Emekli amca yetirememenin derdiyle geldik gidiyoruz geride kalan okusun bir yerlere gelsin hesabına düşer…

Okuyan güzel bir işim olsun hayallerim gerçeğe dönüşsün, umutlarım hep diri kalsın diye gecesini gündüzüne katıp istediği mesleğe sahip olabilmek için var gücüyle öğrenciliğin şanı olan makarnaya talim eder.

Emeğinin karşılığında yüze kapanan kapıların getirdiği ruhsal çöküntü içten içe çürütür.

Türkiye'deki işsizlik oranı yüzde 8,8 olarak açıklanırken,  üniversite okuyarak iş bulamayan işsiz sayısı 828 bindir…  

Yüzde olarak hesaplandığında ise yüzde 30'a yakın bir oranın üniversite mezunu işsiz durumda. Bunun başlıca sebepleri ise devlet kurumlarında çalışmak ve yerleşememek, iş beğenmeme durumları, iş kontenjan sınırları olarak ifade ediliyor.

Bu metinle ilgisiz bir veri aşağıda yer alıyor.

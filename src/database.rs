//! Color database assembly and JSON output
//!
//! Takes the ordered samples from either sampler, normalizes each one, and
//! attaches identifier codes according to a [`CodePolicy`]. The result is a
//! flat array of [`ColorRecord`] values whose field names match the
//! downstream database importer, written as tab-indented JSON.
//!
//! Codes are labels, not keys: duplicates pass through verbatim and nothing
//! here deduplicates or reorders records.

use std::path::Path;

use serde::{Deserialize, Serialize};
use tracing::{info, warn};

use crate::color::{ColorNormalizer, DeviceLabTransform};
use crate::error::{ExtractionError, Result};
use crate::sampling::RawSample;

/// One entry of the color database, shaped for the downstream importer
#[derive(Debug, Clone, PartialEq, Serialize, Deserialize)]
pub struct ColorRecord {
    /// Identifier code; uniqueness is the caller's business
    pub code: String,
    /// Placeholder name, "Color <code>", meant to be edited by hand
    pub name: String,
    /// Uppercase hex, "#RRGGBB"
    pub hex: String,
    /// CIELAB lightness in [0, 100], one decimal
    pub lab_l: f32,
    /// CIELAB a axis, one decimal
    pub lab_a: f32,
    /// CIELAB b axis, one decimal
    pub lab_b: f32,
}

/// How records get their identifier codes
///
/// Resolution per sample index, first rule that applies wins:
///
/// 1. `codes[index]` verbatim, when provided and long enough
/// 2. `start_code + index`, stringified, when `start_code` is set
/// 3. the index itself, stringified
#[derive(Debug, Clone, Default, PartialEq, Eq)]
pub struct CodePolicy {
    /// Base for sequential numbering
    pub start_code: Option<i64>,
    /// Explicit per-sample codes, used as-is
    pub codes: Option<Vec<String>>,
}

impl CodePolicy {
    /// Sequential numbering from `start`
    pub fn sequential(start: i64) -> Self {
        Self {
            start_code: Some(start),
            ..Self::default()
        }
    }

    /// Explicit code list, falling back to numbering from `start` when the
    /// list runs out
    pub fn explicit(codes: Vec<String>, start: i64) -> Self {
        Self {
            start_code: Some(start),
            codes: Some(codes),
        }
    }

    fn code_for(&self, index: usize) -> String {
        if let Some(code) = self.codes.as_ref().and_then(|codes| codes.get(index)) {
            return code.clone();
        }
        match self.start_code {
            Some(start) => (start + index as i64).to_string(),
            None => index.to_string(),
        }
    }

    fn mismatch_against(&self, sample_count: usize) -> Option<CodeCountMismatch> {
        let provided = self.codes.as_ref()?.len();
        (provided != sample_count).then_some(CodeCountMismatch {
            provided,
            expected: sample_count,
        })
    }
}

/// Non-fatal disagreement between the explicit code list and the sample count
///
/// Assembly still succeeds; out-of-range indices fall back to sequential
/// numbering and surplus codes go unused.
#[derive(Debug, Clone, Copy, PartialEq, Eq)]
pub struct CodeCountMismatch {
    /// Codes the caller supplied
    pub provided: usize,
    /// Samples that needed one
    pub expected: usize,
}

/// The assembled database plus any non-fatal conditions met on the way
#[derive(Debug, Clone, PartialEq)]
pub struct AssembledDatabase {
    records: Vec<ColorRecord>,
    code_count_mismatch: Option<CodeCountMismatch>,
}

impl AssembledDatabase {
    /// Records in sample order
    pub fn records(&self) -> &[ColorRecord] {
        &self.records
    }

    /// Consume the database, keeping only the records
    pub fn into_records(self) -> Vec<ColorRecord> {
        self.records
    }

    /// The code-count warning raised during assembly, if any
    pub fn code_count_mismatch(&self) -> Option<CodeCountMismatch> {
        self.code_count_mismatch
    }
}

/// Normalize `samples` and attach codes per `policy`, preserving order
///
/// A code list whose length disagrees with the sample count is reported via
/// [`AssembledDatabase::code_count_mismatch`] and a warning, never an error.
pub fn assemble<T: DeviceLabTransform>(
    samples: &[RawSample],
    normalizer: &ColorNormalizer<T>,
    policy: &CodePolicy,
) -> AssembledDatabase {
    let code_count_mismatch = policy.mismatch_against(samples.len());
    if let Some(mismatch) = code_count_mismatch {
        warn!(
            "Code count mismatch: {} codes provided for {} colors; missing codes fall back to sequential numbering",
            mismatch.provided, mismatch.expected
        );
    }

    let records = samples
        .iter()
        .enumerate()
        .map(|(index, sample)| {
            let color = normalizer.normalize(sample.channels());
            let code = policy.code_for(index);
            ColorRecord {
                name: format!("Color {}", code),
                code,
                hex: color.hex,
                lab_l: color.lab[0],
                lab_a: color.lab[1],
                lab_b: color.lab[2],
            }
        })
        .collect();

    AssembledDatabase {
        records,
        code_count_mismatch,
    }
}

/// Write records as a tab-indented JSON array
///
/// The document is fully serialized in memory first, so a failed write
/// never leaves a truncated database behind an existing path.
///
/// # Errors
///
/// Returns [`ExtractionError::Serialization`] when encoding fails or the
/// file cannot be written.
pub fn write_database(records: &[ColorRecord], path: &Path) -> Result<()> {
    let mut buf = Vec::new();
    let formatter = serde_json::ser::PrettyFormatter::with_indent(b"\t");
    let mut ser = serde_json::Serializer::with_formatter(&mut buf, formatter);
    records
        .serialize(&mut ser)
        .map_err(|e| ExtractionError::serialization("Failed to encode color records", e))?;

    std::fs::write(path, &buf).map_err(|e| {
        ExtractionError::serialization(format!("Failed to write {}", path.display()), e)
    })?;

    info!("Wrote {} colors to {}", records.len(), path.display());
    Ok(())
}
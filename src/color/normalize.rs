//! Normalization of sampled colors into database form
//!
//! Raw samples arrive as real-valued per-channel RGB means. The normalizer
//! turns one mean into the pair of representations the database stores:
//!
//! - an uppercase hex code, from truncated 8-bit channels
//! - a CIELAB triple rounded to one decimal, with L in [0, 100] and
//!   signed a/b axes
//!
//! Channel means are truncated (not rounded) to integers first, so hex and
//! Lab always describe the same 8-bit color.

use crate::color::conversion::{hex_code, DeviceLabTransform, SrgbLabTransform};
use crate::constants::lab::{AB_OFFSET, L_SCALE};

/// A sampled color in every representation the database needs
#[derive(Debug, Clone, PartialEq)]
pub struct NormalizedColor {
    /// Truncated 8-bit channels the other fields are derived from
    pub rgb: [u8; 3],
    /// Uppercase hex code, e.g. "#1A8F3C"
    pub hex: String,
    /// CIELAB as [L, a, b], rounded to one decimal
    pub lab: [f32; 3],
}

/// Converts raw channel means into [`NormalizedColor`] values
///
/// Generic over the [`DeviceLabTransform`] so callers can substitute a
/// different color model; the truncation and rescaling around the
/// transform stay fixed.
pub struct ColorNormalizer<T: DeviceLabTransform = SrgbLabTransform> {
    transform: T,
}

impl ColorNormalizer<SrgbLabTransform> {
    /// Create a normalizer backed by the default sRGB transform
    pub fn new() -> Self {
        Self {
            transform: SrgbLabTransform::new(),
        }
    }
}

impl Default for ColorNormalizer<SrgbLabTransform> {
    fn default() -> Self {
        Self::new()
    }
}

impl<T: DeviceLabTransform> ColorNormalizer<T> {
    /// Create a normalizer backed by a specific Lab transform
    pub fn with_transform(transform: T) -> Self {
        Self { transform }
    }

    /// Normalize one per-channel RGB mean
    ///
    /// # Arguments
    ///
    /// * `mean_rgb` - Per-channel means in range [0, 255]
    ///
    /// # Returns
    ///
    /// The truncated RGB triple together with its hex code and rescaled
    /// Lab coordinates
    pub fn normalize(&self, mean_rgb: [f64; 3]) -> NormalizedColor {
        // Truncation toward zero, matching integer conversion of the means
        let rgb = [mean_rgb[0] as u8, mean_rgb[1] as u8, mean_rgb[2] as u8];
        let hex = hex_code(rgb);

        let [l8, a8, b8] = self.transform.device_rgb_to_lab(rgb);
        let lab = [
            round_tenth(l8 * L_SCALE),
            round_tenth(a8 - AB_OFFSET),
            round_tenth(b8 - AB_OFFSET),
        ];

        NormalizedColor { rgb, hex, lab }
    }
}

/// Round to one decimal place
fn round_tenth(v: f32) -> f32 {
    (v * 10.0).round() / 10.0
}

#[cfg(test)]
mod tests {
    use super::*;

    #[test]
    fn test_normalize_pure_red() {
        let normalizer = ColorNormalizer::new();
        let color = normalizer.normalize([255.0, 0.0, 0.0]);

        assert_eq!(color.rgb, [255, 0, 0]);
        assert_eq!(color.hex, "#FF0000");
        // sRGB red in CIELAB: L* ~53.2, a* ~80.1, b* ~67.2
        assert!((color.lab[0] - 53.2).abs() < 0.3);
        assert!((color.lab[1] - 80.1).abs() < 0.3);
        assert!((color.lab[2] - 67.2).abs() < 0.3);
    }

    #[test]
    fn test_means_are_truncated_not_rounded() {
        let normalizer = ColorNormalizer::new();
        let color = normalizer.normalize([254.9, 0.4, 128.999]);

        assert_eq!(color.rgb, [254, 0, 128]);
        assert_eq!(color.hex, "#FE0080");
    }

    #[test]
    fn test_lab_has_one_decimal() {
        let normalizer = ColorNormalizer::new();
        for mean in [[13.0, 200.0, 77.0], [250.0, 250.0, 3.0], [90.5, 90.5, 90.5]] {
            let color = normalizer.normalize(mean);
            for v in color.lab {
                let tenths = v * 10.0;
                assert!(
                    (tenths - tenths.round()).abs() < 1e-3,
                    "{} is not a one-decimal value",
                    v
                );
            }
        }
    }

    #[test]
    fn test_rescaling_around_custom_transform() {
        struct FixedTransform;
        impl DeviceLabTransform for FixedTransform {
            fn device_rgb_to_lab(&self, _rgb: [u8; 3]) -> [f32; 3] {
                // 8-bit encoding of L* = 50, a* = 2, b* = -2
                [127.5, 130.0, 126.0]
            }
        }

        let normalizer = ColorNormalizer::with_transform(FixedTransform);
        let color = normalizer.normalize([10.0, 10.0, 10.0]);

        assert_eq!(color.lab, [50.0, 2.0, -2.0]);
    }

    #[test]
    fn test_white_normalizes_to_neutral() {
        let normalizer = ColorNormalizer::new();
        let color = normalizer.normalize([255.0, 255.0, 255.0]);

        assert_eq!(color.hex, "#FFFFFF");
        assert!((color.lab[0] - 100.0).abs() < 0.5);
        assert!(color.lab[1].abs() < 0.5);
        assert!(color.lab[2].abs() < 0.5);
    }
}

Kontrolsüz açılan üniversitelerin ve yanlış sanayi politikalarının da bu durumda etkili olduğu kanısındayım…

Her geçen gün yeni üniversiteler açılıyor ama önceki mezunlara kadro verilmiyor. Kadro verilmeyen mezunlar özel sektörlerin kapısını çalıyor asgari ücretle yetinmeye çalışıyor.

İşsiz üniversite mezununun yanı sıra lise mezunları arasında işsizlik oranı yüzde 38, lise diploması olmayanlarda ise yüzde 49 olarak belirtiliyor.

Eğitim planlamasının olmaması ortaokulda öğrenci hangi yeteneğe sahipse ona göre yönlendirilmemesi ve mesleki yetenekle devam etmesi gerekli iken yanlış izlenimin hüsranını da bu sayede görmüş yaşamış oluyoruz.

Anne ve babaların gelecek endişesini anlayabiliyorum lakin kendi isteklerinden çok çocuklarının ne istediklerine kulak vermelerini uygun buluyorum. Herkesin hepimizin farklı idealleri var ve doğanın gerektirdiği rol dağılımına göre yol izliyoruz. Emekleyerek yürüyerek koşmaya devam ediyoruz.

Bu süreçte korkularımız zaman zaman hezeyanlarımız olsa da zamanın olgunlaştırdığına ve en etkili öğrenmenin yaşayarak öğrenme şekli olduğuna inanıyorum. Meyve bile olgunlaşmadan dalından kopmuyor, zamansız yere yaprak düşmüyor.

Umutla başlanan her günün akşamında tatlı yorgunlukların olmasını umutların solmamasını ve gençlerimize aydınlık yarınlar diliyorum.